Write out all of the data exactly as it appears.

___ Input material

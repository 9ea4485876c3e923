use chrono::Utc;
use rusqlite::{OptionalExtension, ToSql};
use uuid::Uuid;

use crate::db::DbPool;
use crate::error::{AppError, Result};
use crate::models::{CreateTemplate, FromSqliteRow, UpdateTemplate, WorkoutTemplate};

#[derive(Clone)]
pub struct TemplateRepository {
    pool: DbPool,
}

impl TemplateRepository {
    pub fn new(pool: DbPool) -> Self {
        Self { pool }
    }

    pub async fn find_all_by_user(&self, user_id: &str) -> Result<Vec<WorkoutTemplate>> {
        let pool = self.pool.clone();
        let user_id = user_id.to_string();
        tokio::task::spawn_blocking(move || {
            let conn = pool.get()?;
            let mut stmt = conn.prepare(
                "SELECT * FROM workout_templates WHERE user_id = ? ORDER BY type, name",
            )?;
            let templates = stmt
                .query_map([&user_id], WorkoutTemplate::from_row)?
                .collect::<rusqlite::Result<Vec<_>>>()?;
            Ok(templates)
        })
        .await
        .map_err(|e| AppError::Internal(e.to_string()))?
    }

    pub async fn find_by_id(&self, id: &str, user_id: &str) -> Result<Option<WorkoutTemplate>> {
        let pool = self.pool.clone();
        let id = id.to_string();
        let user_id = user_id.to_string();
        tokio::task::spawn_blocking(move || {
            let conn = pool.get()?;
            let mut stmt =
                conn.prepare("SELECT * FROM workout_templates WHERE id = ? AND user_id = ?")?;
            let result = stmt
                .query_row([&id, &user_id], WorkoutTemplate::from_row)
                .optional()?;
            Ok(result)
        })
        .await
        .map_err(|e| AppError::Internal(e.to_string()))?
    }

    pub async fn create(&self, input: CreateTemplate) -> Result<WorkoutTemplate> {
        let now = Utc::now();
        let template = WorkoutTemplate {
            id: Uuid::new_v4().to_string(),
            user_id: input.user_id,
            name: input.name.trim().to_string(),
            kind: input.kind,
            description: input.description,
            distance: input.distance,
            target_reps: input.target_reps,
            target_duration: input.target_duration,
            created_at: now,
            updated_at: now,
        };

        let pool = self.pool.clone();
        let row = template.clone();
        tokio::task::spawn_blocking(move || -> Result<()> {
            let conn = pool.get()?;
            conn.execute(
                "INSERT INTO workout_templates
                    (id, user_id, name, type, description, distance, target_reps, target_duration, created_at, updated_at)
                 VALUES (?, ?, ?, ?, ?, ?, ?, ?, ?, ?)",
                rusqlite::params![
                    row.id,
                    row.user_id,
                    row.name,
                    row.kind,
                    row.description,
                    row.distance,
                    row.target_reps,
                    row.target_duration,
                    row.created_at,
                    row.updated_at,
                ],
            )?;
            Ok(())
        })
        .await
        .map_err(|e| AppError::Internal(e.to_string()))??;

        tracing::debug!(template_id = %template.id, kind = template.kind.as_str(), "Created workout template");
        Ok(template)
    }

    /// Apply the supplied fields only. Returns `None` when no template with
    /// this id belongs to the user.
    pub async fn update(&self, input: UpdateTemplate) -> Result<Option<WorkoutTemplate>> {
        let mut sets: Vec<&'static str> = Vec::new();
        let mut values: Vec<Box<dyn ToSql + Send>> = Vec::new();

        if let Some(name) = input.name.to_column() {
            sets.push("name = ?");
            values.push(Box::new(name.map(|n| n.trim().to_string())));
        }
        if let Some(description) = input.description.to_column() {
            sets.push("description = ?");
            values.push(Box::new(description.cloned()));
        }
        if let Some(distance) = input.distance.to_column() {
            sets.push("distance = ?");
            values.push(Box::new(distance.copied()));
        }
        if let Some(target_reps) = input.target_reps.to_column() {
            sets.push("target_reps = ?");
            values.push(Box::new(target_reps.copied()));
        }
        if let Some(target_duration) = input.target_duration.to_column() {
            sets.push("target_duration = ?");
            values.push(Box::new(target_duration.copied()));
        }

        if sets.is_empty() {
            return self.find_by_id(&input.id, &input.user_id).await;
        }

        sets.push("updated_at = ?");
        values.push(Box::new(Utc::now()));
        values.push(Box::new(input.id.clone()));
        values.push(Box::new(input.user_id.clone()));

        let query = format!(
            "UPDATE workout_templates SET {} WHERE id = ? AND user_id = ?",
            sets.join(", ")
        );

        let pool = self.pool.clone();
        let updated = tokio::task::spawn_blocking(move || -> Result<usize> {
            let conn = pool.get()?;
            let rows = conn.execute(&query, rusqlite::params_from_iter(values.iter()))?;
            Ok(rows)
        })
        .await
        .map_err(|e| AppError::Internal(e.to_string()))??;

        if updated == 0 {
            return Ok(None);
        }
        self.find_by_id(&input.id, &input.user_id).await
    }

    /// Delete a template; its instances go with it through the foreign key.
    pub async fn delete(&self, id: &str, user_id: &str) -> Result<bool> {
        let pool = self.pool.clone();
        let id = id.to_string();
        let user_id = user_id.to_string();
        tokio::task::spawn_blocking(move || {
            let conn = pool.get()?;
            let rows = conn.execute(
                "DELETE FROM workout_templates WHERE id = ? AND user_id = ?",
                [&id, &user_id],
            )?;
            Ok(rows > 0)
        })
        .await
        .map_err(|e| AppError::Internal(e.to_string()))?
    }
}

______

▸ Output:
repository 9ea4485876c3e923
use chrono::Utc;
use rusqlite::{OptionalExtension, ToSql};
use uuid::Uuid;

use crate::db::DbPool;
use crate::error::{AppError, Result};
use crate::models::{CreateTemplate, FromSqliteRow, UpdateTemplate, WorkoutTemplate};

#[derive(Clone)]
pub struct TemplateRepository {
    pool: DbPool,
}

impl TemplateRepository {
    pub fn new(pool: DbPool) -> Self {
        Self { pool }
    }

    pub async fn find_all_by_user(&self, user_id: &str) -> Result<Vec<WorkoutTemplate>> {
        let pool = self.pool.clone();
        let user_id = user_id.to_string();
        tokio::task::spawn_blocking(move || {
            let conn = pool.get()?;
            let mut stmt = conn.prepare(
                "SELECT * FROM workout_templates WHERE user_id = ? ORDER BY type, name",
            )?;
            let templates = stmt
                .query_map([&user_id], WorkoutTemplate::from_row)?
                .collect::<rusqlite::Result<Vec<_>>>()?;
            Ok(templates)
        })
        .await
        .map_err(|e| AppError::Internal(e.to_string()))?
    }

    pub async fn find_by_id(&self, id: &str, user_id: &str) -> Result<Option<WorkoutTemplate>> {
        let pool = self.pool.clone();
        let id = id.to_string();
        let user_id = user_id.to_string();
        tokio::task::spawn_blocking(move || {
            let conn = pool.get()?;
            let mut stmt =
                conn.prepare("SELECT * FROM workout_templates WHERE id = ? AND user_id = ?")?;
            let result = stmt
                .query_row([&id, &user_id], WorkoutTemplate::from_row)
                .optional()?;
            Ok(result)
        })
        .await
        .map_err(|e| AppError::Internal(e.to_string()))?
    }

    pub async fn create(&self, input: CreateTemplate) -> Result<WorkoutTemplate> {
        let now = Utc::now();
        let template = WorkoutTemplate {
            id: Uuid::new_v4().to_string(),
            user_id: input.user_id,
            name: input.name.trim().to_string(),
            kind: input.kind,
            description: input.description,
            distance: input.distance,
            target_reps: input.target_reps,
            target_duration: input.target_duration,
            created_at: now,
            updated_at: now,
        };

        let pool = self.pool.clone();
        let row = template.clone();
        tokio::task::spawn_blocking(move || -> Result<()> {
            let conn = pool.get()?;
            conn.execute(
                "INSERT INTO workout_templates
                    (id, user_id, name, type, description, distance, target_reps, target_duration, created_at, updated_at)
                 VALUES (?, ?, ?, ?, ?, ?, ?, ?, ?, ?)",
                rusqlite::params![
                    row.id,
                    row.user_id,
                    row.name,
                    row.kind,
                    row.description,
                    row.distance,
                    row.target_reps,
                    row.target_duration,
                    row.created_at,
                    row.updated_at,
                ],
            )?;
            Ok(())
        })
        .await
        .map_err(|e| AppError::Internal(e.to_string()))??;

        tracing::debug!(template_id = %template.id, kind = template.kind.as_str(), "Created workout template");
        Ok(template)
    }

    /// Apply the supplied fields only. Returns `None` when no template with
    /// this id belongs to the user.
    pub async fn update(&self, input: UpdateTemplate) -> Result<Option<WorkoutTemplate>> {
        let mut sets: Vec<&'static str> = Vec::new();
        let mut values: Vec<Box<dyn ToSql + Send>> = Vec::new();

        if let Some(name) = input.name.to_column() {
            sets.push("name = ?");
            values.push(Box::new(name.map(|n| n.trim().to_string())));
        }
        if let Some(description) = input.description.to_column() {
            sets.push("description = ?");
            values.push(Box::new(description.cloned()));
        }
        if let Some(distance) = input.distance.to_column() {
            sets.push("distance = ?");
            values.push(Box::new(distance.copied()));
        }
        if let Some(target_reps) = input.target_reps.to_column() {
            sets.push("target_reps = ?");
            values.push(Box::new(target_reps.copied()));
        }
        if let Some(target_duration) = input.target_duration.to_column() {
            sets.push("target_duration = ?");
            values.push(Box::new(target_duration.copied()));
        }

        if sets.is_empty() {
            return self.find_by_id(&input.id, &input.user_id).await;
        }

        sets.push("updated_at = ?");
        values.push(Box::new(Utc::now()));
        values.push(Box::new(input.id.clone()));
        values.push(Box::new(input.user_id.clone()));

        let query = format!(
            "UPDATE workout_templates SET {} WHERE id = ? AND user_id = ?",
            sets.join(", ")
        );

        let pool = self.pool.clone();
        let updated = tokio::task::spawn_blocking(move || -> Result<usize> {
            let conn = pool.get()?;
            let rows = conn.execute(&query, rusqlite::params_from_iter(values.iter()))?;
            Ok(rows)
        })
        .await
        .map_err(|e| AppError::Internal(e.to_string()))??;

        if updated == 0 {
            return Ok(None);
        }
        self.find_by_id(&input.id, &input.user_id).await
    }

    /// Delete a template; its instances go with it through the foreign key.
    pub async fn delete(&self, id: &str, user_id: &str) -> Result<bool> {
        let pool = self.pool.clone();
        let id = id.to_string();
        let user_id = user_id.to_string();
        tokio::task::spawn_blocking(move || {
            let conn = pool.get()?;
            let rows = conn.execute(
                "DELETE FROM workout_templates WHERE id = ? AND user_id = ?",
                [&id, &user_id],
            )?;
            Ok(rows > 0)
        })
        .await
        .map_err(|e| AppError::Internal(e.to_string()))?
    }
}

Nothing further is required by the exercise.